§ **WHAT YOU HAVE TO DO**
Report every line below that carries the word "struct".

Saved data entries
________

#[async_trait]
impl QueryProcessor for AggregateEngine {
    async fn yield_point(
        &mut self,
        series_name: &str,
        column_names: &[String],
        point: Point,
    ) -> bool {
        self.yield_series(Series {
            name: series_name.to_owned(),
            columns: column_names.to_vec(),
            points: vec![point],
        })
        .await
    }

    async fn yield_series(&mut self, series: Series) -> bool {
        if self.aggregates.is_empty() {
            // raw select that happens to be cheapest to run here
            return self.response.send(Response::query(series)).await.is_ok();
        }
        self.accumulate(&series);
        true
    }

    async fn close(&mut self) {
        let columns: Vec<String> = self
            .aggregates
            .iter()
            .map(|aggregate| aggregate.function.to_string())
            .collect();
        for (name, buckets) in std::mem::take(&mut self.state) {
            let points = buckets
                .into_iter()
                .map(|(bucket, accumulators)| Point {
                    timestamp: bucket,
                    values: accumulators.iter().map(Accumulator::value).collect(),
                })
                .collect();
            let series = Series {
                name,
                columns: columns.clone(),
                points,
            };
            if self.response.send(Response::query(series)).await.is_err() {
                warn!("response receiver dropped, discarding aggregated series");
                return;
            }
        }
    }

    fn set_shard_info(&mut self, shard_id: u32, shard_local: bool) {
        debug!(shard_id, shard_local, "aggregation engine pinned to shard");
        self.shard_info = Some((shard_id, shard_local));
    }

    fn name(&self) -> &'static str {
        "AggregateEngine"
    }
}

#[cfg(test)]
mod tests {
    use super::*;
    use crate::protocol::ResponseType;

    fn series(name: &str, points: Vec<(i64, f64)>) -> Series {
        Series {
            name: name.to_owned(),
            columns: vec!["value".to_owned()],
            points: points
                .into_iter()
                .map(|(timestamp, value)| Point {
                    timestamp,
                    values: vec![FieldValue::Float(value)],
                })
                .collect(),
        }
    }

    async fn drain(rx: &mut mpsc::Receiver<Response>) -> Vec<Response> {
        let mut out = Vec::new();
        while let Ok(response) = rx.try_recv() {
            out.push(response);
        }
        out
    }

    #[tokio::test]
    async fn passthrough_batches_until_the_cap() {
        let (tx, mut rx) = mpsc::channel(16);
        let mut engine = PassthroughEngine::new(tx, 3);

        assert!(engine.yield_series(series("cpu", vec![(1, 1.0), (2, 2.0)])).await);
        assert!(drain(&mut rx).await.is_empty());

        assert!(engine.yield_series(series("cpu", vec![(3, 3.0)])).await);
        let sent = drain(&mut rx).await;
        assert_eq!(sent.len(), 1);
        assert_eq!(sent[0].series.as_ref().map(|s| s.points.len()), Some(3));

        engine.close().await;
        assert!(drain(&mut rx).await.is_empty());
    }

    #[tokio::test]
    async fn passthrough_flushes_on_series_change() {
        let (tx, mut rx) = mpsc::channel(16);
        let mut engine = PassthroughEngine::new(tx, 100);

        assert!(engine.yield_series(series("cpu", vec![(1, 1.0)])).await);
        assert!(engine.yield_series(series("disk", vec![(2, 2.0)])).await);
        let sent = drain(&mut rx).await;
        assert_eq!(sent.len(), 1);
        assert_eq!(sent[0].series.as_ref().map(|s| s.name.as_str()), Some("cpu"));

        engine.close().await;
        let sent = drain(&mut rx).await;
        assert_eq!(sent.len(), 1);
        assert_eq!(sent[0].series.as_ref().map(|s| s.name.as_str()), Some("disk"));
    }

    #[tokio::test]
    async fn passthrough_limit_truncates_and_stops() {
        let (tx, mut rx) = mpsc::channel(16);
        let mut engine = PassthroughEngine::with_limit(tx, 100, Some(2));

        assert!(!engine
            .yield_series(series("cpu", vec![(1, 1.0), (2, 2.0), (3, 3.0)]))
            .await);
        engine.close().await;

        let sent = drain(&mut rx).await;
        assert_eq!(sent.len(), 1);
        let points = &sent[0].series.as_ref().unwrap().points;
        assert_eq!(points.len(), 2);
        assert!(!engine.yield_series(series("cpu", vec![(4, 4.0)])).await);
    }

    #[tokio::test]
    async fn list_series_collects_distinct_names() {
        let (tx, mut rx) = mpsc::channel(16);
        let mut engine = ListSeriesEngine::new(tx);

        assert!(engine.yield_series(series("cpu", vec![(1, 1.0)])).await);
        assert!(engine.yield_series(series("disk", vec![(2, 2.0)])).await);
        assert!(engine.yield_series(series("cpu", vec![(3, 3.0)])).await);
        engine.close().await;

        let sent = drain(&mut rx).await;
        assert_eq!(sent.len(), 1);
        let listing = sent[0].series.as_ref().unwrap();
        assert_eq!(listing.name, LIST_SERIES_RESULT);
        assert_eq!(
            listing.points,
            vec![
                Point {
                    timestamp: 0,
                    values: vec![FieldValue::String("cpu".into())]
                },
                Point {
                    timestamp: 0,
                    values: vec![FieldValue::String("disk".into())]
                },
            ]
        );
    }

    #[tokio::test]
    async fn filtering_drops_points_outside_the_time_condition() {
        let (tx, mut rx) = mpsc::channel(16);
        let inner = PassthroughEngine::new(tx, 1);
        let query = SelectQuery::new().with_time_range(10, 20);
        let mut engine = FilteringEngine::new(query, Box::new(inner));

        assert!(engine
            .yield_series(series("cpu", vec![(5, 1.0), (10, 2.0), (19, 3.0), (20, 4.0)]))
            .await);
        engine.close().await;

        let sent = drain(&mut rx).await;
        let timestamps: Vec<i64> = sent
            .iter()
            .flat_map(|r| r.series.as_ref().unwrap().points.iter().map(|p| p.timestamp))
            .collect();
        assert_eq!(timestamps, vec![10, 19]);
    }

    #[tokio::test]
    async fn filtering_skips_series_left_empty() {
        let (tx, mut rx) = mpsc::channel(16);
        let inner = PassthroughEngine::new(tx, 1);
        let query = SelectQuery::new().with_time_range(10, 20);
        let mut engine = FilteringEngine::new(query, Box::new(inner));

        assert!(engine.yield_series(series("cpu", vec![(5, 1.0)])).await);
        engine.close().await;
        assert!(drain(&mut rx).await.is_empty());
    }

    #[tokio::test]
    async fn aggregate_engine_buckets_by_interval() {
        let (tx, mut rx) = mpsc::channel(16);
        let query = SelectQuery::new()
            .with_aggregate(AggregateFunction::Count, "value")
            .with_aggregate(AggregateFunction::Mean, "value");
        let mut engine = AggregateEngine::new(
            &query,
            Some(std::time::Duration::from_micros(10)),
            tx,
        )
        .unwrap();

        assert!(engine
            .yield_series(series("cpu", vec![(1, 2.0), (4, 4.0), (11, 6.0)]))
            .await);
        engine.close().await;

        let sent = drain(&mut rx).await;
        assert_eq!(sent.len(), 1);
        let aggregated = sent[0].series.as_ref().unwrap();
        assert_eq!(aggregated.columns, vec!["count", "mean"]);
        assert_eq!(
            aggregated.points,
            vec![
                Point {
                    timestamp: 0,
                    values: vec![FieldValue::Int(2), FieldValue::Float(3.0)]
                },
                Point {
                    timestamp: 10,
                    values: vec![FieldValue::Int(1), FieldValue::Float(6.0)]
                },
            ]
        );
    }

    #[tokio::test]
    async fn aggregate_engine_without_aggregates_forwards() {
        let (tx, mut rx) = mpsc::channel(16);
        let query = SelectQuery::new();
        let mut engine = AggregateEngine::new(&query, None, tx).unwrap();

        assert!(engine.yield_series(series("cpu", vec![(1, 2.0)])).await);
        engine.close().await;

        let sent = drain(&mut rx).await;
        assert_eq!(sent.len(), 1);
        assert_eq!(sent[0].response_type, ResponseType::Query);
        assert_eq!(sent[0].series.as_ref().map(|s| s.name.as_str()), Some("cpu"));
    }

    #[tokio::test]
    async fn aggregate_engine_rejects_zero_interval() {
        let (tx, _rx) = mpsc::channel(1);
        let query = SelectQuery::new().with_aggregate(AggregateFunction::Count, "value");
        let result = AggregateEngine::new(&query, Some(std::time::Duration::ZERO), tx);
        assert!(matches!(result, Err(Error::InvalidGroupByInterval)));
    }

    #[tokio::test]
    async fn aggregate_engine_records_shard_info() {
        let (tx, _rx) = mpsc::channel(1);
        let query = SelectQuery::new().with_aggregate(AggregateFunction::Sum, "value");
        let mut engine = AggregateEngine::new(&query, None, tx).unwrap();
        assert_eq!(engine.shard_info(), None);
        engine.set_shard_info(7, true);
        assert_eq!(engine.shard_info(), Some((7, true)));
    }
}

________

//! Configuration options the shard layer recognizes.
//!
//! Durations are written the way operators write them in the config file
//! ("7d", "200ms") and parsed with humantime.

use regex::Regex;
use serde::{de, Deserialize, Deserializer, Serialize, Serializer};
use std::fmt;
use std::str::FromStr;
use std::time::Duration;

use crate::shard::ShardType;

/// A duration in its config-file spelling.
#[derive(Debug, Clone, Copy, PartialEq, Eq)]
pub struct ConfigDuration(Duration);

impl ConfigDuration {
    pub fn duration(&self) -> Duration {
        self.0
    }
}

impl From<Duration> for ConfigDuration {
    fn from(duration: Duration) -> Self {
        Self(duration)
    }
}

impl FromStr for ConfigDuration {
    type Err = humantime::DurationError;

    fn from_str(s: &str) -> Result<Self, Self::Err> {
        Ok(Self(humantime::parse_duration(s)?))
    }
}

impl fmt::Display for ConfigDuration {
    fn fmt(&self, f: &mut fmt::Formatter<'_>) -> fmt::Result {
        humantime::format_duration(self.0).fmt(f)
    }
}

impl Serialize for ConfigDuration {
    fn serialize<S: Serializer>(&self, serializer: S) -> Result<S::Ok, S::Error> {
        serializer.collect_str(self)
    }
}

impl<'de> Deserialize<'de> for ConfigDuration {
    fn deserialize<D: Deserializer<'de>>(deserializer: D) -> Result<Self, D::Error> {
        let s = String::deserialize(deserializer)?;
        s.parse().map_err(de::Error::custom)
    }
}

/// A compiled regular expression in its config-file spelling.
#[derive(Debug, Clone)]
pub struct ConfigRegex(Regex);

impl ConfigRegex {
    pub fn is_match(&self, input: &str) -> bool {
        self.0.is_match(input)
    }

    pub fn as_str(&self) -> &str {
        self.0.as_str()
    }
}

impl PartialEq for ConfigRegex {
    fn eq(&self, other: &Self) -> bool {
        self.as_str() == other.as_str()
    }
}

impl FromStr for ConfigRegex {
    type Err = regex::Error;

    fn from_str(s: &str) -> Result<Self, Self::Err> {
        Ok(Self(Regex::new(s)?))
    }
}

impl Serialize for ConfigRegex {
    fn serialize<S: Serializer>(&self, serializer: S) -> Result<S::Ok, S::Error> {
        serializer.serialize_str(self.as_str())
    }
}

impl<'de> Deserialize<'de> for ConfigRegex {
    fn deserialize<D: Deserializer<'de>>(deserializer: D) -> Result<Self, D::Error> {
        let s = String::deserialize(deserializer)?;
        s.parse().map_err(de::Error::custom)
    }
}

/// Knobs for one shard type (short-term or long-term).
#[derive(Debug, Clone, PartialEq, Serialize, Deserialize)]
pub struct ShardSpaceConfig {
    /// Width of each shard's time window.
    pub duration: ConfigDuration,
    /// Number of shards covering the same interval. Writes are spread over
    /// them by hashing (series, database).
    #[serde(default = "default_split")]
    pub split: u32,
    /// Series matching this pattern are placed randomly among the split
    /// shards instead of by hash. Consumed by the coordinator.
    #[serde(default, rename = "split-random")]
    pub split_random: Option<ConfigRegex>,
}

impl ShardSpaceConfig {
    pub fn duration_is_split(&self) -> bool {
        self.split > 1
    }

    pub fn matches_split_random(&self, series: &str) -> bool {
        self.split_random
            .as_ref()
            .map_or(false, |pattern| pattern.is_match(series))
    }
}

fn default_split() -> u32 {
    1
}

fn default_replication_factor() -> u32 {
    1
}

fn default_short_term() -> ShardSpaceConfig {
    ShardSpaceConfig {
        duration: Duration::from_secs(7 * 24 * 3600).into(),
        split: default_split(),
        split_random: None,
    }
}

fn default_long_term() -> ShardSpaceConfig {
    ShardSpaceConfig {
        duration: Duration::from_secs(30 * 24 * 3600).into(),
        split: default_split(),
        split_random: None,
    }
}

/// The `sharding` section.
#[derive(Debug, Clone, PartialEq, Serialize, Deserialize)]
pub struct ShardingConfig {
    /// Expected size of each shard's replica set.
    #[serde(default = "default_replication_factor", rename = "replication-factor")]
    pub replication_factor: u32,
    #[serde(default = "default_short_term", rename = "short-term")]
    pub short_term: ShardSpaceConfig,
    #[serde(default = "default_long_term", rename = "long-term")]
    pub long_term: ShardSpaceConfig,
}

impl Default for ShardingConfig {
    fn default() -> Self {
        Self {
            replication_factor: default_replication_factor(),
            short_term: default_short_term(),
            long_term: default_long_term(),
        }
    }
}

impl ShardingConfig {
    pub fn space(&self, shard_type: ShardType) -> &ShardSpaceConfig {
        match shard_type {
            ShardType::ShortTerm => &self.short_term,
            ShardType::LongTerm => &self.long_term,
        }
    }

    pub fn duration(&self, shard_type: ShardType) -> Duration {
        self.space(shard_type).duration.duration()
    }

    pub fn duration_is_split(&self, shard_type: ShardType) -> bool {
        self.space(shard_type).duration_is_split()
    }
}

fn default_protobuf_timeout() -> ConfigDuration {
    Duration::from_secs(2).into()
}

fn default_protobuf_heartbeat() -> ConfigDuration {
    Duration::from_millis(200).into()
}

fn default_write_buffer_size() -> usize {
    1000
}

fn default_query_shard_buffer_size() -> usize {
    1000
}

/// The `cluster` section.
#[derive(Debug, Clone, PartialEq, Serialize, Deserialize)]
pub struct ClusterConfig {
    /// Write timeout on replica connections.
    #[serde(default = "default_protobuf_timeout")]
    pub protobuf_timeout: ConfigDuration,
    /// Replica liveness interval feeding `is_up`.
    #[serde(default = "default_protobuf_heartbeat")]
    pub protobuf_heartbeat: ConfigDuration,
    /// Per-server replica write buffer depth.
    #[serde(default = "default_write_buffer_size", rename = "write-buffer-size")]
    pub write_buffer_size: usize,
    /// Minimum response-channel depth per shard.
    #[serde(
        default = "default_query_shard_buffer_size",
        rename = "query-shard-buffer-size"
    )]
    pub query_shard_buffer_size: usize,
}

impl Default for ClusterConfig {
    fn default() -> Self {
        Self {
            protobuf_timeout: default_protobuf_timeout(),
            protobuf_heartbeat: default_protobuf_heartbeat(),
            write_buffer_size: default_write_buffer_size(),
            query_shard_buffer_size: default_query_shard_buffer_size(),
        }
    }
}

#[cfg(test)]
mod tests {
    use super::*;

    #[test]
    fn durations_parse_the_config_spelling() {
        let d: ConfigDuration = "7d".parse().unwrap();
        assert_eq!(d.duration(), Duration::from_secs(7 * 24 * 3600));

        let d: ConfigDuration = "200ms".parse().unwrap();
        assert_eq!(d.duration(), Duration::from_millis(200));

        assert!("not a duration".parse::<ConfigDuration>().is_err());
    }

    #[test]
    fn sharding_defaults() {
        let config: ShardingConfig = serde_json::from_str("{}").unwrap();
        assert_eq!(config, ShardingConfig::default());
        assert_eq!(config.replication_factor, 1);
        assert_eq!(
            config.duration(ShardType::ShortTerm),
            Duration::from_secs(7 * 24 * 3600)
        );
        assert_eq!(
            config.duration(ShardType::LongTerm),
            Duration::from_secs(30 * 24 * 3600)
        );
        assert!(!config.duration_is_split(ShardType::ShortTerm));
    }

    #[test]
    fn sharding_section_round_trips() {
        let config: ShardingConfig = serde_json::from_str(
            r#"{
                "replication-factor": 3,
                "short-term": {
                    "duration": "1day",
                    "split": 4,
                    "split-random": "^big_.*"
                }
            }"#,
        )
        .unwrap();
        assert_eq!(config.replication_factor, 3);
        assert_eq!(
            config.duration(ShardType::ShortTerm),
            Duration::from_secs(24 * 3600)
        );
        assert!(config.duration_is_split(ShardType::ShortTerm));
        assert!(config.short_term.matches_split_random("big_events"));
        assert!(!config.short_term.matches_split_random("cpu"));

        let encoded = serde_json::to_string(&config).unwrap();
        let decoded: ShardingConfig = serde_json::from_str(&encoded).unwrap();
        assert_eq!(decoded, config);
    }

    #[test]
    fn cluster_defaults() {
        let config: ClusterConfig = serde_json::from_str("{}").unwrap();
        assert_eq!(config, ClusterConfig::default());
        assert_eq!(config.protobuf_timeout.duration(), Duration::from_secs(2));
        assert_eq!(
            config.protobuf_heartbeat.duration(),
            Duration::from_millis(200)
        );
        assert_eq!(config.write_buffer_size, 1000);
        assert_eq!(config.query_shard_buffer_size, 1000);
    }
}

________

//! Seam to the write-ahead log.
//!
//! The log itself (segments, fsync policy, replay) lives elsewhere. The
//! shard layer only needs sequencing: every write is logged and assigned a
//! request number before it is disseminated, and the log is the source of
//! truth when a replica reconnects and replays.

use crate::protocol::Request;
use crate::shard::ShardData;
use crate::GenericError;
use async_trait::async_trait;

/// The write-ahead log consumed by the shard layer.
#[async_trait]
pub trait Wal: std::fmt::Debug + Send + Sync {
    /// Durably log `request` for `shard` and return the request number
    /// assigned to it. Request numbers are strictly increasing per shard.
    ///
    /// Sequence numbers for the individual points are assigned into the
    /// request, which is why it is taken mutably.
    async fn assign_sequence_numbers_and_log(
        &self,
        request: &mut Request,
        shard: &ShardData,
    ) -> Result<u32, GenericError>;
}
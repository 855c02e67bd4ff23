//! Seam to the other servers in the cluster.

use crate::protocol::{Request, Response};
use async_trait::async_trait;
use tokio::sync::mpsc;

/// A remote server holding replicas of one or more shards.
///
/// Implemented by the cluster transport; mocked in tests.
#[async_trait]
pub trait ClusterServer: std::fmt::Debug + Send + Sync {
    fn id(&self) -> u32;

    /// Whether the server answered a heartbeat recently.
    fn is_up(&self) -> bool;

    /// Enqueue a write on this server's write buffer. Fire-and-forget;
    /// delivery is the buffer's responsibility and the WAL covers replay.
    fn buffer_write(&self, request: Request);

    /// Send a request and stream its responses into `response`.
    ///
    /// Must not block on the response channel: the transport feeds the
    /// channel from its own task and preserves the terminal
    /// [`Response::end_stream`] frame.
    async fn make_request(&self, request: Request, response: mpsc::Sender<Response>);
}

________

§ **EXERCISE RESULT**
pub struct ConfigDuration(Duration);
pub struct ConfigRegex(Regex);
pub struct ShardSpaceConfig {
pub struct ShardingConfig {
pub struct ClusterConfig {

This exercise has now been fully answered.